Saved entries:
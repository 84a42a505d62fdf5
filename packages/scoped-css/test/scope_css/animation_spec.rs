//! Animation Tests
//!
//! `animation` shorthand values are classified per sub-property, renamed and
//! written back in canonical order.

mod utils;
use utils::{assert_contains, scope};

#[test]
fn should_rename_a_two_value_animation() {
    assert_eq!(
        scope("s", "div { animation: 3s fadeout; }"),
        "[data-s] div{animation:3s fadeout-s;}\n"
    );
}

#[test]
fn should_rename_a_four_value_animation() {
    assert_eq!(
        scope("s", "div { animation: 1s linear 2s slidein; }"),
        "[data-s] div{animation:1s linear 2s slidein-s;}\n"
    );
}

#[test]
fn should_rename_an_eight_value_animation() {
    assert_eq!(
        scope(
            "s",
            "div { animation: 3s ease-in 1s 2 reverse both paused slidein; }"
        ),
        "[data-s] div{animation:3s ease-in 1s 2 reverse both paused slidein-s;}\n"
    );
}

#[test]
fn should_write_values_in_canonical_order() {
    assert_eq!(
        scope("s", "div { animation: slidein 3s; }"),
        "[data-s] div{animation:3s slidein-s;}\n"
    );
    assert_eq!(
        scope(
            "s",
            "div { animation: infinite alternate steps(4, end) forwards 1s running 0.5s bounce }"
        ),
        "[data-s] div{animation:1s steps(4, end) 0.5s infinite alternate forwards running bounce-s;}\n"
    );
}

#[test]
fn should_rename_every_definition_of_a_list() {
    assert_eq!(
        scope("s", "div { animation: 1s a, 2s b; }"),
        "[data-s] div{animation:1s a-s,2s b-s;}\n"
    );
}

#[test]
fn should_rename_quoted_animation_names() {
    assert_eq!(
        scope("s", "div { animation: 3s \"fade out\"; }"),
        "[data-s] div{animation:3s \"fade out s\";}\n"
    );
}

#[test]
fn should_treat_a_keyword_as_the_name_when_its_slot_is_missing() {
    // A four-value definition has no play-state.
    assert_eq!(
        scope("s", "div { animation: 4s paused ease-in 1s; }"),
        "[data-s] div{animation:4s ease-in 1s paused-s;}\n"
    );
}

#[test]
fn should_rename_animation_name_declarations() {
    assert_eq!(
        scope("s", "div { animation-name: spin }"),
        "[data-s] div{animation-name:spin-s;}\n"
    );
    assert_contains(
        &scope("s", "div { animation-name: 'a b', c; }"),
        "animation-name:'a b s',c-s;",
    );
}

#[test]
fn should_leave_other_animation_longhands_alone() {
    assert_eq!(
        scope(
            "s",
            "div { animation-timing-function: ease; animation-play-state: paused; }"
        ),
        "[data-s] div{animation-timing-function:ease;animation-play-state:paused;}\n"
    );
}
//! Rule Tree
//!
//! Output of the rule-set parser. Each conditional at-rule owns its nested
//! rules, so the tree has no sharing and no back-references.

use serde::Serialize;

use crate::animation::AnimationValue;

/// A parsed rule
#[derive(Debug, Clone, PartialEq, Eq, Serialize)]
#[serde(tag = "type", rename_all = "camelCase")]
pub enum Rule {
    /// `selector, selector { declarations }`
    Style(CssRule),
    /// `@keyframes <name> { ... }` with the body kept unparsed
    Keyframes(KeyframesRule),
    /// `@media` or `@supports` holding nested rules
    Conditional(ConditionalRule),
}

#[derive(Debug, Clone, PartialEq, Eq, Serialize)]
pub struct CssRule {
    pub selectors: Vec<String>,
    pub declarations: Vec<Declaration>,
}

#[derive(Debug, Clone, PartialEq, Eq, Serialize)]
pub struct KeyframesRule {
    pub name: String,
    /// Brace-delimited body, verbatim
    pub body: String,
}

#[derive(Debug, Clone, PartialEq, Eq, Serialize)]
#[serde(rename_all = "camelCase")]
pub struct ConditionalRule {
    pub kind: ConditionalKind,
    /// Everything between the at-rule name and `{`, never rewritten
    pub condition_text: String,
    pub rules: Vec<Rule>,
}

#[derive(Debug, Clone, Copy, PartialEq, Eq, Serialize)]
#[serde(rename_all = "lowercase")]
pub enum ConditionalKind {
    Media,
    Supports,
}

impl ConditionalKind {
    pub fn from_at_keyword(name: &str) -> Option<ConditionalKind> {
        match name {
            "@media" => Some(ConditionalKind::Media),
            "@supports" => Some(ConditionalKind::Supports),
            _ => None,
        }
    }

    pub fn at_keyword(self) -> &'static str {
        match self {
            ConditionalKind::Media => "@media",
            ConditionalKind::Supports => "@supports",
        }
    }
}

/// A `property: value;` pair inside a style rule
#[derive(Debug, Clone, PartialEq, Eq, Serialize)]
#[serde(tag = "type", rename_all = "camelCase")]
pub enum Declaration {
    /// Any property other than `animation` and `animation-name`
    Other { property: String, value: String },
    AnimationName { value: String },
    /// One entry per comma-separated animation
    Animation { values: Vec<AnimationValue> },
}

§ **ACTIVITY**
Down to the last line, give the records again exactly.

§ **RESPONSE TO THIS EXERCISE**
repository 84a42a505d62fdf5
filename packages/scoped-css/test/scope_css/animation_spec.rs
//! Animation Tests
//!
//! `animation` shorthand values are classified per sub-property, renamed and
//! written back in canonical order.

mod utils;
use utils::{assert_contains, scope};

#[test]
fn should_rename_a_two_value_animation() {
    assert_eq!(
        scope("s", "div { animation: 3s fadeout; }"),
        "[data-s] div{animation:3s fadeout-s;}\n"
    );
}

#[test]
fn should_rename_a_four_value_animation() {
    assert_eq!(
        scope("s", "div { animation: 1s linear 2s slidein; }"),
        "[data-s] div{animation:1s linear 2s slidein-s;}\n"
    );
}

#[test]
fn should_rename_an_eight_value_animation() {
    assert_eq!(
        scope(
            "s",
            "div { animation: 3s ease-in 1s 2 reverse both paused slidein; }"
        ),
        "[data-s] div{animation:3s ease-in 1s 2 reverse both paused slidein-s;}\n"
    );
}

#[test]
fn should_write_values_in_canonical_order() {
    assert_eq!(
        scope("s", "div { animation: slidein 3s; }"),
        "[data-s] div{animation:3s slidein-s;}\n"
    );
    assert_eq!(
        scope(
            "s",
            "div { animation: infinite alternate steps(4, end) forwards 1s running 0.5s bounce }"
        ),
        "[data-s] div{animation:1s steps(4, end) 0.5s infinite alternate forwards running bounce-s;}\n"
    );
}

#[test]
fn should_rename_every_definition_of_a_list() {
    assert_eq!(
        scope("s", "div { animation: 1s a, 2s b; }"),
        "[data-s] div{animation:1s a-s,2s b-s;}\n"
    );
}

#[test]
fn should_rename_quoted_animation_names() {
    assert_eq!(
        scope("s", "div { animation: 3s \"fade out\"; }"),
        "[data-s] div{animation:3s \"fade out s\";}\n"
    );
}

#[test]
fn should_treat_a_keyword_as_the_name_when_its_slot_is_missing() {
    // A four-value definition has no play-state.
    assert_eq!(
        scope("s", "div { animation: 4s paused ease-in 1s; }"),
        "[data-s] div{animation:4s ease-in 1s paused-s;}\n"
    );
}

#[test]
fn should_rename_animation_name_declarations() {
    assert_eq!(
        scope("s", "div { animation-name: spin }"),
        "[data-s] div{animation-name:spin-s;}\n"
    );
    assert_contains(
        &scope("s", "div { animation-name: 'a b', c; }"),
        "animation-name:'a b s',c-s;",
    );
}

#[test]
fn should_leave_other_animation_longhands_alone() {
    assert_eq!(
        scope(
            "s",
            "div { animation-timing-function: ease; animation-play-state: paused; }"
        ),
        "[data-s] div{animation-timing-function:ease;animation-play-state:paused;}\n"
    );
}
//! Rule Tree
//!
//! Output of the rule-set parser. Each conditional at-rule owns its nested
//! rules, so the tree has no sharing and no back-references.

use serde::Serialize;

use crate::animation::AnimationValue;

/// A parsed rule
#[derive(Debug, Clone, PartialEq, Eq, Serialize)]
#[serde(tag = "type", rename_all = "camelCase")]
pub enum Rule {
    /// `selector, selector { declarations }`
    Style(CssRule),
    /// `@keyframes <name> { ... }` with the body kept unparsed
    Keyframes(KeyframesRule),
    /// `@media` or `@supports` holding nested rules
    Conditional(ConditionalRule),
}

#[derive(Debug, Clone, PartialEq, Eq, Serialize)]
pub struct CssRule {
    pub selectors: Vec<String>,
    pub declarations: Vec<Declaration>,
}

#[derive(Debug, Clone, PartialEq, Eq, Serialize)]
pub struct KeyframesRule {
    pub name: String,
    /// Brace-delimited body, verbatim
    pub body: String,
}

#[derive(Debug, Clone, PartialEq, Eq, Serialize)]
#[serde(rename_all = "camelCase")]
pub struct ConditionalRule {
    pub kind: ConditionalKind,
    /// Everything between the at-rule name and `{`, never rewritten
    pub condition_text: String,
    pub rules: Vec<Rule>,
}

#[derive(Debug, Clone, Copy, PartialEq, Eq, Serialize)]
#[serde(rename_all = "lowercase")]
pub enum ConditionalKind {
    Media,
    Supports,
}

impl ConditionalKind {
    pub fn from_at_keyword(name: &str) -> Option<ConditionalKind> {
        match name {
            "@media" => Some(ConditionalKind::Media),
            "@supports" => Some(ConditionalKind::Supports),
            _ => None,
        }
    }

    pub fn at_keyword(self) -> &'static str {
        match self {
            ConditionalKind::Media => "@media",
            ConditionalKind::Supports => "@supports",
        }
    }
}

/// A `property: value;` pair inside a style rule
#[derive(Debug, Clone, PartialEq, Eq, Serialize)]
#[serde(tag = "type", rename_all = "camelCase")]
pub enum Declaration {
    /// Any property other than `animation` and `animation-name`
    Other { property: String, value: String },
    AnimationName { value: String },
    /// One entry per comma-separated animation
    Animation { values: Vec<AnimationValue> },
}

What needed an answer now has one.